Your answer should hold each line of the material that contains the word "AnalysisOutcome".

SUPPLIED DATA
^^^^^^^^

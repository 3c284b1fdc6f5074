use async_trait::async_trait;
use tokio::io::AsyncWrite;

use crate::error::Result;

/// Outbound HTTP used by the downloader.
///
/// Implementations map non-success statuses to `MarketError::HttpStatus` so the
/// caller can tell retryable failures from fatal ones.
#[async_trait]
pub trait HttpFetch: Send + Sync {
    /// Body of `url` as text.
    async fn get_text(&self, url: &str) -> Result<String>;

    /// Stream the body of `url` into `sink`, returning the number of bytes written.
    async fn download(&self, url: &str, sink: &mut (dyn AsyncWrite + Send + Unpin)) -> Result<u64>;
}
use polars::prelude::*;
use std::fmt;
use std::str::FromStr;
use tracing::{error, info, instrument};

use super::{AnalysisOutcome, MarketAnalytics};
use crate::constants::*;
use crate::dataset::{column_dtype, is_temporal};
use crate::error::{MarketError, Result};

/// Aggregation period for rental trends
#[derive(Debug, Clone, Copy, PartialEq, Eq)]
pub enum TrendPeriod {
    /// First day of the month
    Monthly,
    /// Quarter number 1-4, shared across years
    Quarterly,
    Yearly,
    /// `YYYY-Qn`
    YearQuarter,
}

impl TrendPeriod {
    pub fn as_str(&self) -> &'static str {
        match self {
            TrendPeriod::Monthly => "monthly",
            TrendPeriod::Quarterly => "quarterly",
            TrendPeriod::Yearly => "yearly",
            TrendPeriod::YearQuarter => "year_quarter",
        }
    }

    fn period_expr(&self, date: Expr) -> Expr {
        match self {
            TrendPeriod::Monthly => date.dt().month_start(),
            TrendPeriod::Quarterly => date.dt().quarter(),
            TrendPeriod::Yearly => date.dt().year(),
            TrendPeriod::YearQuarter => concat_str(
                [
                    date.clone().dt().year().cast(DataType::String),
                    lit("-Q"),
                    date.dt().quarter().cast(DataType::String),
                ],
                "",
                true,
            ),
        }
    }
}

impl fmt::Display for TrendPeriod {
    fn fmt(&self, f: &mut fmt::Formatter<'_>) -> fmt::Result {
        f.write_str(self.as_str())
    }
}

impl FromStr for TrendPeriod {
    type Err = MarketError;

    fn from_str(s: &str) -> std::result::Result<Self, Self::Err> {
        match s.trim().to_lowercase().as_str() {
            "monthly" => Ok(TrendPeriod::Monthly),
            "quarterly" => Ok(TrendPeriod::Quarterly),
            "yearly" => Ok(TrendPeriod::Yearly),
            "year_quarter" => Ok(TrendPeriod::YearQuarter),
            _ => Err(MarketError::UnknownTrendPeriod(s.to_string())),
        }
    }
}

impl MarketAnalytics<'_> {
    /// Trends for a period given by name; an unknown name is logged and rejected.
    pub fn calculate_rental_trends(&self, period: &str) -> Result<AnalysisOutcome> {
        let period = period.parse::<TrendPeriod>().map_err(|e| {
            error!("Invalid period: {}", period);
            e
        })?;
        self.rental_trends(period)
    }

    /// Contract count, mean and median rent per period, oldest first.
    #[instrument(skip(self))]
    pub fn rental_trends(&self, period: TrendPeriod) -> Result<AnalysisOutcome> {
        info!("Calculating {} rental trends", period);
        let start = self.config.schema.start_date.as_str();
        if let Some(not_applicable) = self.require(&[start]) {
            error!("Column {} not found", start);
            return Ok(not_applicable);
        }
        if !column_dtype(self.data, start).map_or(false, |d| is_temporal(&d)) {
            error!("Column {} is not a date column", start);
            return Ok(AnalysisOutcome::NotApplicable {
                missing_columns: vec![start.to_string()],
            });
        }

        let amount = self.amount();
        let df = self
            .valid_rents()
            .filter(col(start).is_not_null())
            .with_column(period.period_expr(col(start).cast(DataType::Date)).alias(PERIOD))
            .group_by([col(PERIOD)])
            .agg([
                len().cast(DataType::Int64).alias(CONTRACT_COUNT),
                col(amount).mean().alias(AVG_RENT),
                col(amount).median().alias(MEDIAN_RENT),
            ])
            .sort([PERIOD], SortMultipleOptions::default())
            .collect()?;

        info!("Calculated trends for {} periods", df.height());
        Ok(AnalysisOutcome::from_frame(df, "no dated contract has a positive rent"))
    }
}

#[cfg(test)]
mod tests {
    use super::super::test_support::*;
    use super::*;
    use crate::config::MarketConfig;
    use crate::dataset::coerce_types;

    fn dated(starts: &[&str], amounts: &[f64]) -> DataFrame {
        let config = MarketConfig::default();
        let raw = df!(
            "contract_start_date" => starts,
            "annual_amount" => amounts,
            "property_usage_en" => vec!["Residential"; starts.len()],
        )
        .unwrap();
        coerce_types(raw.lazy(), &config.schema)
            .unwrap()
            .collect()
            .unwrap()
    }

    #[test]
    fn period_names_parse() {
        assert_eq!("Monthly".parse::<TrendPeriod>().unwrap(), TrendPeriod::Monthly);
        assert_eq!(
            "year_quarter".parse::<TrendPeriod>().unwrap(),
            TrendPeriod::YearQuarter
        );
        assert!(matches!(
            "weekly".parse::<TrendPeriod>(),
            Err(MarketError::UnknownTrendPeriod(p)) if p == "weekly"
        ));
    }

    #[test]
    fn unknown_period_is_an_error() {
        let config = MarketConfig::default();
        let df = dated(&["01-01-2024"], &[50_000.0]);
        let analytics = MarketAnalytics::new(&df, &config).unwrap();
        assert!(matches!(
            analytics.calculate_rental_trends("fortnightly"),
            Err(MarketError::UnknownTrendPeriod(_))
        ));
    }

    #[test]
    fn quarterly_merges_years_but_year_quarter_does_not() {
        let config = MarketConfig::default();
        let df = dated(
            &["15-02-2023", "10-03-2024", "01-07-2024", "bad"],
            &[40_000.0, 60_000.0, 80_000.0, 99_000.0],
        );
        let analytics = MarketAnalytics::new(&df, &config).unwrap();

        let quarterly = analytics.calculate_rental_trends("quarterly").unwrap().into_rows().unwrap();
        assert_eq!(f64s(&quarterly, PERIOD), vec![Some(1.0), Some(3.0)]);
        assert_eq!(f64s(&quarterly, CONTRACT_COUNT), vec![Some(2.0), Some(1.0)]);
        assert_eq!(f64s(&quarterly, AVG_RENT), vec![Some(50_000.0), Some(80_000.0)]);

        let year_quarter = analytics
            .rental_trends(TrendPeriod::YearQuarter)
            .unwrap()
            .into_rows()
            .unwrap();
        assert_eq!(
            strs(&year_quarter, PERIOD),
            vec![
                Some("2023-Q1".to_string()),
                Some("2024-Q1".to_string()),
                Some("2024-Q3".to_string()),
            ]
        );
    }

    #[test]
    fn monthly_truncates_to_first_of_month() {
        let config = MarketConfig::default();
        let df = dated(&["15-02-2024", "28-02-2024", "03-01-2024"], &[10_000.0, 30_000.0, 5_000.0]);
        let analytics = MarketAnalytics::new(&df, &config).unwrap();
        let monthly = analytics.rental_trends(TrendPeriod::Monthly).unwrap().into_rows().unwrap();

        assert_eq!(
            strs(&monthly, PERIOD),
            vec![Some("2024-01-01".to_string()), Some("2024-02-01".to_string())]
        );
        assert_eq!(f64s(&monthly, MEDIAN_RENT), vec![Some(5_000.0), Some(20_000.0)]);
    }

    #[test]
    fn trends_without_start_date_are_not_applicable() {
        let config = MarketConfig::default();
        let df = df!("annual_amount" => [1.0], "property_usage_en" => ["Residential"]).unwrap();
        let analytics = MarketAnalytics::new(&df, &config).unwrap();
        assert!(analytics
            .rental_trends(TrendPeriod::Yearly)
            .unwrap()
            .is_not_applicable());
    }
}
//! Dataset loading and the small column/scalar helpers shared by every stage.

use polars::prelude::*;
use std::fs::File;
use std::path::Path;
use tracing::{debug, info};

use crate::config::SchemaConfig;
use crate::error::{MarketError, Result};

/// Marker strings treated as missing in the raw export.
pub const NULL_MARKERS: [&str; 3] = ["null", "NULL", ""];

/// Rows sampled to infer column types of the raw export.
pub const INFER_SCHEMA_ROWS: usize = 10_000;

pub fn has_column(df: &DataFrame, name: &str) -> bool {
    df.schema().contains(name)
}

/// Columns from `required` that `df` lacks, in the order given.
pub fn missing_columns(df: &DataFrame, required: &[&str]) -> Vec<String> {
    required
        .iter()
        .filter(|name| !has_column(df, name))
        .map(|name| name.to_string())
        .collect()
}

pub fn column_dtype(df: &DataFrame, name: &str) -> Option<DataType> {
    df.schema().get(name).cloned()
}

pub fn is_numeric(dtype: &DataType) -> bool {
    dtype.is_integer() || dtype.is_float()
}

/// Number of rows for which `predicate` evaluates to true (nulls count as false).
pub fn count_where(df: &DataFrame, predicate: Expr) -> PolarsResult<usize> {
    let out = df
        .clone()
        .lazy()
        .filter(predicate)
        .select([len().cast(DataType::Int64).alias("n")])
        .collect()?;
    Ok(out.column("n")?.i64()?.get(0).unwrap_or(0) as usize)
}

/// Evaluate a single aggregate expression to an `f64`; `None` when the aggregate is null.
pub fn scalar_f64(df: &DataFrame, expr: Expr) -> PolarsResult<Option<f64>> {
    let out = df
        .clone()
        .lazy()
        .select([expr.cast(DataType::Float64).alias("value")])
        .collect()?;
    Ok(out.column("value")?.f64()?.get(0))
}

/// Read a single `f64` cell from an already aggregated frame.
pub fn cell_f64(df: &DataFrame, column: &str, row: usize) -> PolarsResult<Option<f64>> {
    let values = df.column(column)?.cast(&DataType::Float64)?;
    Ok(values.f64()?.get(row))
}

pub fn is_temporal(dtype: &DataType) -> bool {
    matches!(dtype, DataType::Date | DataType::Datetime(_, _))
}

/// Whole days since the Unix epoch for a date or datetime column.
pub fn epoch_days(column: &str) -> Expr {
    col(column)
        .cast(DataType::Date)
        .cast(DataType::Int32)
        .cast(DataType::Int64)
}

/// Nearest-rank quantiles of `column`, one entry per requested fraction.
pub fn quantiles(df: &DataFrame, column: &str, fractions: &[f64]) -> PolarsResult<Vec<Option<f64>>> {
    let exprs: Vec<Expr> = fractions
        .iter()
        .enumerate()
        .map(|(i, q)| {
            col(column)
                .quantile(lit(*q), QuantileMethod::Nearest)
                .cast(DataType::Float64)
                .alias(format!("q{}", i))
        })
        .collect();
    let out = df.clone().lazy().select(exprs).collect()?;
    (0..fractions.len())
        .map(|i| Ok(out.column(&format!("q{}", i))?.f64()?.get(0)))
        .collect()
}

pub fn percentage(part: usize, whole: usize) -> f64 {
    if whole == 0 {
        0.0
    } else {
        part as f64 / whole as f64 * 100.0
    }
}

pub fn is_positive(column: &str) -> Expr {
    col(column).is_not_null().and(col(column).gt(lit(0.0)))
}

/// Lazily scan the raw rent contract CSV.
///
/// Column types are inferred from the first rows. The amount and area columns are
/// then forced to `Float64`, the sub-type id to `Int64`, and the date columns parsed
/// with the configured format. Values that fail to convert become null instead of
/// aborting the scan.
pub fn scan_rent_contracts(path: &Path, schema: &SchemaConfig) -> Result<LazyFrame> {
    if !path.exists() {
        return Err(MarketError::InputNotFound(path.display().to_string()));
    }
    debug!("Scanning CSV {}", path.display());

    let lf = LazyCsvReader::new(path)
        .with_has_header(true)
        .with_infer_schema_length(Some(INFER_SCHEMA_ROWS))
        .with_null_values(Some(NullValues::AllColumns(
            NULL_MARKERS.iter().map(|m| (*m).into()).collect(),
        )))
        .with_encoding(CsvEncoding::LossyUtf8)
        .with_ignore_errors(true)
        .finish()?;

    Ok(coerce_types(lf, schema)?)
}

/// Cast the measured columns to `Float64`, the sub-type id to `Int64` and parse text
/// date columns. Other columns keep their type and missing columns are left alone.
pub fn coerce_types(mut lf: LazyFrame, schema: &SchemaConfig) -> PolarsResult<LazyFrame> {
    let current = lf.collect_schema()?;
    let mut exprs = Vec::new();

    for name in [schema.amount.as_str(), schema.area.as_str()] {
        match current.get(name) {
            Some(dtype) if *dtype != DataType::Float64 => {
                exprs.push(col(name).cast(DataType::Float64));
            }
            _ => {}
        }
    }

    let sub_type_id = schema.property_sub_type_id.as_str();
    match current.get(sub_type_id) {
        Some(dtype) if *dtype != DataType::Int64 => {
            exprs.push(col(sub_type_id).cast(DataType::Int64));
        }
        _ => {}
    }

    for name in [schema.start_date.as_str(), schema.end_date.as_str()] {
        if current.get(name) == Some(&DataType::String) {
            exprs.push(col(name).str().to_date(StrptimeOptions {
                format: Some(schema.date_format.as_str().into()),
                strict: false,
                ..Default::default()
            }));
        }
    }

    if exprs.is_empty() {
        Ok(lf)
    } else {
        Ok(lf.with_columns(exprs))
    }
}

/// Load a dataset from Parquet or CSV, chosen by file extension.
pub fn load_dataset(path: &Path, schema: &SchemaConfig) -> Result<DataFrame> {
    if !path.exists() {
        return Err(MarketError::InputNotFound(path.display().to_string()));
    }

    let is_parquet = path
        .extension()
        .and_then(|e| e.to_str())
        .map(|e| e.eq_ignore_ascii_case("parquet"))
        .unwrap_or(false);

    let df = if is_parquet {
        let file = File::open(path)?;
        let df = ParquetReader::new(file).finish()?;
        coerce_types(df.lazy(), schema)?.collect()?
    } else {
        scan_rent_contracts(path, schema)?.collect()?
    };

    info!(
        "Loaded {} rows x {} columns from {}",
        df.height(),
        df.width(),
        path.display()
    );
    Ok(df)
}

^^^^^^^^

OUTPUT OF THE TASK
use super::{AnalysisOutcome, MarketAnalytics};
    pub fn calculate_rental_trends(&self, period: &str) -> Result<AnalysisOutcome> {
    pub fn rental_trends(&self, period: TrendPeriod) -> Result<AnalysisOutcome> {
            return Ok(AnalysisOutcome::NotApplicable {
        Ok(AnalysisOutcome::from_frame(df, "no dated contract has a positive rent"))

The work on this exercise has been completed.